In his response, Plaintiff acknowledges my earlier ruling that New York law governs this count, Grede, 2009 WL 188460, at *9, but nonetheless argues that it should not. According to Trustee, he did not have "sufficient opportunity to fully address the issue" in briefing his response to Defendants' first motion to dismiss, and had he been able to do so, he would have argued, as he does now, that a proper choice-of-law analysis requires the application of Illinois law. However, Plaintiff did address the issue in his first response, arguing, in sum, "Sentinel's place of business was Illinois, Sentinel's injuries were suffered in Illinois, and the underlying fiduciary duties whose breach the Trustee alleges BONY aided and abetted arose under Illinois law. Accordingly, Illinois law governs the Trustee's claim, and the Wagoner rule, which Illinois law does not recognize, does not apply." In his response to Defendant's motion currently before me, Plaintiff submits that "BONY's liability stems from its knowingly participating in and assisting the Insiders' breaches of duty and would exist even if there were no contracts between Sentinel and BONY." As BONY points out, Defendants' liability for aiding and abetting the Insiders' alleged breaches depends upon Defendants' actions pursuant to its contractual agreements with Sentinel and representations made in those agreements regarding Sentinel's clients' funds and securities. As I said in my previous ruling, Trustee's aiding and abetting claim arises out of a contractual relationship between the Bank and Sentinel, and involves conduct that would not, in any practical sense, have ever occurred without the contracts. Id. Because I have already considered and rejected Trustee's choice-of-law analysis, I see no need to address it further here.

The Existence of Innocent Insiders

Defendants argue that Plaintiff fails to adequately plead the existence of innocent insiders where he alleges that certain innocent employees might have prevented the fraud, had they known of it, by informing relevant regulatory authorities. This "whistleblower theory," Defendants claim, is insufficient as a matter of law.

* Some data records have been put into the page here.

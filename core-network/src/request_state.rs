//! Request lifecycle state machine
//!
//! ```text
//! Initialized ──> Resumed ──> Finished
//!      │             │
//!      └─────────────┴──────> Cancelled
//! ```
//!
//! `Finished` and `Cancelled` are terminal. A resumed request cannot be
//! resumed again or reset to `Initialized`.

use crate::error::{NetworkError, Result};
use serde::{Deserialize, Serialize};
use std::fmt;

#[derive(Debug, Clone, Copy, PartialEq, Eq, Hash, Serialize, Deserialize, Default)]
pub enum RequestState {
    #[default]
    Initialized,
    Resumed,
    Finished,
    Cancelled,
}

impl RequestState {
    pub fn is_terminal(self) -> bool {
        matches!(self, RequestState::Finished | RequestState::Cancelled)
    }

    pub fn can_transition_to(self, next: RequestState) -> bool {
        match (self, next) {
            (RequestState::Finished | RequestState::Cancelled, _) => false,
            (RequestState::Initialized, _) => true,
            (RequestState::Resumed, RequestState::Finished | RequestState::Cancelled) => true,
            (RequestState::Resumed, RequestState::Resumed | RequestState::Initialized) => false,
        }
    }

    pub fn as_str(self) -> &'static str {
        match self {
            RequestState::Initialized => "initialized",
            RequestState::Resumed => "resumed",
            RequestState::Finished => "finished",
            RequestState::Cancelled => "cancelled",
        }
    }
}

impl fmt::Display for RequestState {
    fn fmt(&self, f: &mut fmt::Formatter<'_>) -> fmt::Result {
        f.write_str(self.as_str())
    }
}

/// Tracks the state of one request and rejects illegal transitions.
#[derive(Debug, Clone, Default)]
pub struct RequestLifecycle {
    state: RequestState,
}

impl RequestLifecycle {
    pub fn new() -> Self {
        Self::default()
    }

    pub fn state(&self) -> RequestState {
        self.state
    }

    pub fn transition(&mut self, next: RequestState) -> Result<()> {
        if !self.state.can_transition_to(next) {
            return Err(NetworkError::InvalidStateTransition {
                from: self.state,
                to: next,
            });
        }
        self.state = next;
        Ok(())
    }
}
//! Adapters implementing the application ports on top of the integration clients

mod graphhopper_adapter;
mod places_adapter;

pub use graphhopper_adapter::GraphHopperAdapter;
pub use places_adapter::PlacesAdapter;
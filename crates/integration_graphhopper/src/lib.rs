//! GraphHopper integration for the route planner
//!
//! Provides place-name resolution via the
//! [GraphHopper Geocoding API](https://docs.graphhopper.com/#tag/Geocoding-API)
//! and point-to-point routing via the
//! [GraphHopper Routing API](https://docs.graphhopper.com/#tag/Routing-API).
//!
//! # Architecture
//!
//! The crate follows the client-trait pattern of the other integration crates.
//! [`GeocodingClient`] defines free-text resolution and autocomplete,
//! implemented by [`GraphHopperGeocodingClient`]. [`RoutingClient`] returns the
//! top-ranked path between two points, implemented by
//! [`GraphHopperRoutingClient`]. Both share one [`GraphHopperConfig`] carrying
//! the static API key.
//!
//! # Example
//!
//! ```rust,ignore
//! use domain::TravelMode;
//! use integration_graphhopper::{
//!     GeocodingClient, GraphHopperConfig, GraphHopperGeocodingClient,
//!     GraphHopperRoutingClient, RoutingClient,
//! };
//!
//! let config = GraphHopperConfig::with_api_key("my-key");
//! let geocoder = GraphHopperGeocodingClient::new(&config)?;
//! let router = GraphHopperRoutingClient::new(&config)?;
//!
//! let from = geocoder.resolve("Berlin", 1).await?;
//! let to = geocoder.resolve("Hamburg", 1).await?;
//! let route = router.route(from[0].point(), to[0].point(), TravelMode::Car).await?;
//! ```

mod config;
mod error;
mod geocoding;
mod http;
mod routing;

pub use config::GraphHopperConfig;
pub use error::GraphHopperError;
pub use geocoding::{
    GeocodingClient, GraphHopperGeocodingClient, MIN_RESOLVE_CHARS, MIN_SUGGEST_CHARS,
};
pub use routing::{GraphHopperRoutingClient, RoutingClient};
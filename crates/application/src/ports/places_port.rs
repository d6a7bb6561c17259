//! Places search port

use async_trait::async_trait;
use domain::{GeoPoint, PlaceHit};
#[cfg(test)]
use mockall::automock;

use crate::error::ApplicationError;

/// Port for keyword searches around a point
#[cfg_attr(test, automock)]
#[async_trait]
pub trait PlacesPort: Send + Sync {
    /// Places matching `keyword` near `center`; `None` uses the default radius
    async fn nearby(
        &self,
        center: GeoPoint,
        keyword: &str,
        radius_km: Option<f64>,
    ) -> Result<Vec<PlaceHit>, ApplicationError>;
}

The innocent insiders must have the authority to stop the fraud in order to avoid Wagoner. In support of their argument, Defendants rely primarily on In re Bennett Funding Group (Bennett II), 336 F.3d 94, 101 (2d Cir. 2003). In that case, the court noted precedent holding "that imputation applies unless at least one decisionmaker in a management role or amongst the shareholders is innocent and could have stopped the fraud." (citing In re CBI Holding Co., Inc., 311 B.R. at 365) (emphasis in original). Where the guilty insiders were "in control of every aspect of every activity within the [] empire, including the fraud," and "each so-called independent director was impotent to actually do anything[,]" the trustee could not avoid Wagoner and his claims against the corporation's accountants and attorneys were barred. In re Bennett Funding Group, 336 F.3d at 101.

Trustee in response cites two cases — In re Monahan Ford Corp. of Flushing, 340 B.R. 1, 25 (E.D.N.Y. 2006), and In re Sharp Int'l v. KPMG, 319 B.R. 782, 789 (E.D.N.Y. 2005) — for the proposition that Wagoner is avoided where innocent insiders would have reported the wrongdoing to regulators. However, in neither case does the court reach the issue of whether the whistleblower theory is sufficient. In the two cases, Judge Craig, in discussing Bennett II, noted that "each so-called independent director," who "had no authority except as given to them by the [guilty insiders]," 336 F.3d at 98, could have notified the SEC about the fraud committed by the guilty insiders, but "none of them were able to testify that they would have done so, and in any event, `[i]t is unclear whether such insiders would have had the legal ability to approach third-parties with information about the Ponzi scheme.'" In re Monahan, 340 B.R. at 25 (citing Breeden v. Kirkpatrick Lockhart, LLP ( Bennett I), 268 B.R. 704, 713 (S.D.N.Y. 2001)), In re Sharp, 319 B.R. 782, 789 (citing Bennett I, 268 B.R. at 713). Neither Bennett II, In re Monahan, nor In re Sharp held that innocent employees who would have blown the whistle to regulators had they known about the fraud could save the trustee from the sole actor rule.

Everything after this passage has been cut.